Dual Dedication

Jared Bullard [B.Sc.(Med.)/04, MD/04] can’t imagine just conducting research or just working as a physician.

For him, the two roles complement each other.

“To be an effective researcher, it helps if you do clinical work. I don’t think you can guide research the same way if you don’t understand what’s on the ground,” says Bullard, a professor of pediatrics and child health who is cross-appointed in medical microbiology and infectious diseases.

Bullard, a UM faculty member since 2010, is a pediatric infectious disease specialist and medical microbiologist. What motivates him, he says, is answering research questions that arise through his work with patients at the Children’s Hospital.

A child sits on an examination table in a medical clinic. He wears a stethoscope in his ears. Dr. Jared Bullard holds the end of the stethoscope to the side of the child's chest.

Very early in the COVID-19 pandemic, Bullard wanted to know how long people stayed infectious with the virus. At the time, he was associate medical director of Manitoba’s Cadham Provincial Laboratory. He assembled a research team and discovered that people with COVID were contagious for seven or eight days.

Bullard’s team was one of the first in the world to report this finding. His results were published in the journal Clinical Infectious Diseases and used to inform self-isolation guidelines by the Public Health Agency of Canada, the United States’ Centers for Disease Control and Prevention, and public health agencies in the United Kingdom.

Bullard also published research in the Canadian Medical Association Journal showing that children were less infectious than adults. “Our lab findings correlated well with what we were observing clinically,” the scientist says.

Congenital syphilis, which occurs when syphilis passes to a baby during pregnancy, is another area of expertise for Bullard. He leads a national surveillance study that has confirmed a known high rate of the disease in Manitoba. Provinces such as British Columbia and Ontario are now seeing increasing rates, he says.

“I can help those provinces by suggesting actions they can take to get on top of the disease while the case numbers are still small.”

Bullard, who is also affiliated with the Children’s Hospital Research Institute of Manitoba, is currently working on a project about vaccine-preventable diseases and hopes to join a study focused on measles.

“Seeing kids suffering in hospital with diseases that are preventable through vaccines, including measles, really motivates me to understand these infections –  and just as importantly, the thought process for why caregivers would opt not to provide vaccines.”

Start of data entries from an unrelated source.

// Lowering of the syntax tree into IR
//
//  Copyright (C) 2014-2023 Ryan Specialty, LLC.
//
//  This file is part of Weft.
//
//  This program is free software: you can redistribute it and/or modify
//  it under the terms of the GNU General Public License as published by
//  the Free Software Foundation, either version 3 of the License, or
//  (at your option) any later version.
//
//  This program is distributed in the hope that it will be useful,
//  but WITHOUT ANY WARRANTY; without even the implied warranty of
//  MERCHANTABILITY or FITNESS FOR A PARTICULAR PURPOSE.  See the
//  GNU General Public License for more details.
//
//  You should have received a copy of the GNU General Public License
//  along with this program.  If not, see <http://www.gnu.org/licenses/>.

//! Lower a [`SyntaxTree`] into an [`IrDocument`].
//!
//! Lowering is a single depth-first walk of the syntax tree.
//! It makes no decisions that require configuration:
//!
//!   - markup text becomes [`IrNode::Literal`];
//!   - every element becomes an unbound [`IrNode::ComponentUsage`]
//!       placeholder whose attributes are [`IrNode::HtmlAttribute`]s,
//!         leaving binding to a later pass;
//!   - embedded code becomes [`IrNode::EmbeddedExpression`] or
//!       [`IrNode::EmbeddedStatement`] holding the verbatim code and its
//!       span;
//!   - directives become [`IrNode::RawDirective`]s holding their raw
//!       tokens,
//!         to be classified against the directive registry later; and
//!   - template comments are discarded.
//!
//! Code blocks (`@{ ... }`) have no node of their own;
//!   their statements and markup are lowered in place as siblings.
//!
//! Malformed input that the parser recovered from is lowered as usual with
//!   a [`LowerError`] attached;
//!     lowering never fails.

use crate::{
    diagnose::{Annotate, AnnotatedSpan, Diagnostic, DiagnosticCode},
    fmt::{DisplayWrapper, TtDirective},
    ir::{
        CodeNode as IrCode, CodeToken, ComponentUsage, HtmlAttribute,
        IrDocument, IrNode, LiteralNode, NodeId, RawDirective, RawToken,
    },
    source::SourceDocument,
    span::Span,
    syntax::{
        AttributeNode, CodeKind, CodeNode, DirectiveNode, ElementNode,
        SyntaxNode, SyntaxTree, ValuePart,
    },
};
use std::{
    error::Error,
    fmt::{self, Display},
};
use tracing::{debug, debug_span};

/// Lower `tree` into a new [`IrDocument`].
pub fn lower(tree: &SyntaxTree) -> IrDocument {
    let span = debug_span!("lower", path = tree.source().path());
    let _enter = span.enter();

    let source = tree.source();
    let mut doc = IrDocument::new(source.path(), source.full_span());

    if let Some(class) = doc.class_node_mut() {
        class.name = class_name_for(source.path());
    }

    let mut lowerer = Lowerer { source, doc };
    let method = lowerer.doc.method();
    lowerer.lower_nodes(method, tree.nodes());

    debug!(nodes = lowerer.doc.len(), "lowered syntax tree");
    lowerer.doc
}

/// Derive a host-language class name from a template path.
///
/// The extension is removed and every character that cannot appear in an
///   identifier becomes `_`.
pub fn class_name_for(path: &str) -> String {
    let stem = match path.rfind('.') {
        Some(i) if !path[i..].contains(['/', '\\']) => &path[..i],
        _ => path,
    };

    let mut name = stem
        .trim_start_matches(['/', '\\'])
        .chars()
        .map(|c| if c.is_alphanumeric() { c } else { '_' })
        .collect::<String>();

    match name.chars().next() {
        None => "Template".into(),
        Some(c) if c.is_numeric() => {
            name.insert(0, '_');
            name
        }
        Some(_) => name,
    }
}

struct Lowerer<'a> {
    source: &'a SourceDocument,
    doc: IrDocument,
}

impl<'a> Lowerer<'a> {
    /// Source text of `span`.
    ///
    /// A span outside of the source is a broken parser contract;
    ///   it lowers to empty text and is caught by
    ///   [`IrDocument::validate`] at the stage boundary.
    fn text(&self, span: Span) -> String {
        self.source.slice(span).unwrap_or_default().to_string()
    }

    fn lower_nodes(&mut self, parent: NodeId, nodes: &[SyntaxNode]) {
        for node in nodes {
            self.lower_node(parent, node);
        }
    }

    fn lower_node(&mut self, parent: NodeId, node: &SyntaxNode) {
        match node {
            SyntaxNode::Text(span) => {
                self.literal(parent, *span);
            }

            SyntaxNode::Comment(_) => (),

            SyntaxNode::Code(code) => {
                self.code(parent, code);
            }

            SyntaxNode::Block(block) => {
                if !block.terminated {
                    self.doc.report(&LowerError::UnterminatedBlock(block.span));
                }

                self.lower_nodes(parent, &block.children);
            }

            SyntaxNode::Element(el) => self.element(parent, el),
            SyntaxNode::Directive(dir) => self.directive(parent, dir),
        }
    }

    fn literal(&mut self, parent: NodeId, span: Span) -> NodeId {
        let text = self.text(span);
        self.doc
            .push(parent, IrNode::Literal(LiteralNode { text }), Some(span))
    }

    fn code(&mut self, parent: NodeId, code: &CodeNode) -> NodeId {
        let tokens =
            vec![CodeToken::source(self.text(code.content), code.content)];

        let node = match code.kind {
            CodeKind::ImplicitExpression | CodeKind::ExplicitExpression => {
                IrNode::EmbeddedExpression(IrCode::new(tokens))
            }
            CodeKind::Statement => {
                IrNode::EmbeddedStatement(IrCode::new(tokens))
            }
        };

        let id = self.doc.push(parent, node, Some(code.span));

        if !code.terminated {
            self.doc.attach(id, &LowerError::UnterminatedCode(code.span));
        }

        id
    }

    fn element(&mut self, parent: NodeId, el: &ElementNode) {
        let usage = ComponentUsage {
            tag_name: el.name.clone(),
            name_span: el.name_span,
            start_tag: el.start_tag,
            end_tag: el.end_tag,
            self_closing: el.self_closing,
            opt_out: el.opt_out,
            binding: None,
            structure: None,
        };

        let id = self
            .doc
            .push(parent, IrNode::ComponentUsage(usage), Some(el.span));

        for attr in &el.attributes {
            self.attribute(id, attr);
        }

        self.lower_nodes(id, &el.children);
    }

    fn attribute(&mut self, parent: NodeId, attr: &AttributeNode) {
        let node = HtmlAttribute {
            name: attr.name.clone(),
            name_span: attr.name_span,
            quote: attr.value.as_ref().and_then(|v| v.quote),
            value: attr.value.as_ref().map(|v| v.span),
        };

        let id = self
            .doc
            .push(parent, IrNode::HtmlAttribute(node), Some(attr.span));

        let parts = attr.value.iter().flat_map(|v| v.parts.iter());
        for part in parts {
            match part {
                ValuePart::Literal(span) => {
                    self.literal(id, *span);
                }
                ValuePart::Code(code) => {
                    self.code(id, code);
                }
            }
        }
    }

    fn directive(&mut self, parent: NodeId, dir: &DirectiveNode) {
        let raw = RawDirective {
            name: dir.name.clone(),
            keyword: dir.keyword,
            tokens: dir
                .tokens
                .iter()
                .map(|span| RawToken {
                    text: self.text(*span),
                    span: *span,
                })
                .collect(),
            body: dir.body.as_ref().map(|body| body.content),
        };

        let id = self
            .doc
            .push(parent, IrNode::RawDirective(raw), Some(dir.span));

        let Some(body) = &dir.body else {
            return;
        };

        if !body.terminated {
            self.doc.attach(
                id,
                &LowerError::UnterminatedBody(dir.name.clone(), body.span),
            );
        }

        // A body without markup children is host-language code
        //   (e.g. `functions`).
        if body.children.is_empty() {
            if !body.content.is_empty() {
                let tokens = vec![CodeToken::source(
                    self.text(body.content),
                    body.content,
                )];
                self.doc.push(
                    id,
                    IrNode::CodeBlock(IrCode::new(tokens)),
                    Some(body.content),
                );
            }
        } else {
            self.lower_nodes(id, &body.children);
        }
    }
}

/// Malformed input recovered by the parser.
#[derive(Debug, Clone, PartialEq, Eq)]
pub enum LowerError {
    /// Embedded code is missing its closing delimiter.
    UnterminatedCode(Span),

    /// A code block is missing its closing brace.
    UnterminatedBlock(Span),

    /// The body of the named directive is missing its closing brace.
    UnterminatedBody(String, Span),
}

impl Display for LowerError {
    fn fmt(&self, f: &mut fmt::Formatter<'_>) -> fmt::Result {
        use LowerError::*;

        match self {
            UnterminatedCode(_) => write!(f, "unterminated code"),
            UnterminatedBlock(_) => write!(f, "unterminated code block"),
            UnterminatedBody(name, _) => write!(
                f,
                "unterminated body of directive {}",
                TtDirective::wrap(name)
            ),
        }
    }
}

impl Error for LowerError {}

impl Diagnostic for LowerError {
    fn code(&self) -> DiagnosticCode {
        use LowerError::*;

        DiagnosticCode(match self {
            UnterminatedCode(_) => 1001,
            UnterminatedBlock(_) | UnterminatedBody(..) => 1002,
        })
    }

    fn describe(&self) -> Vec<AnnotatedSpan> {
        use LowerError::*;

        match self {
            UnterminatedCode(span) => span
                .error("missing closing delimiter")
                .with_help("this code continues to the end of the document")
                .into(),
            UnterminatedBlock(span) | UnterminatedBody(_, span) => {
                vec![span.error("missing closing `}`")]
            }
        }
    }
}

#[cfg(test)]
mod test;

Bullard was born in Nassau, Bahamas and moved to Winnipeg with his family at age three. His mother, who is from Winnipeg, and his father, from the Bahamas, met while attending UM.

Bullard, who held his leadership role at the Cadham lab for 12 years and also served as director general of medical and scientific affairs at the National Microbiology Laboratory, says he has a long list of UM professors who guided and influenced him.

One of those mentors was Dr. Joanne Embree, a professor of pediatrics and child health who told Bullard that he didn’t have to enter internal medicine to pursue a sub-specialty in infectious diseases, but could do it through pediatrics. That changed the course of his career.

As a pediatrician, Bullard gets to see firsthand the impact his research has on children.

“I know that what I’m doing benefits them. That’s the main part of what drives my research.”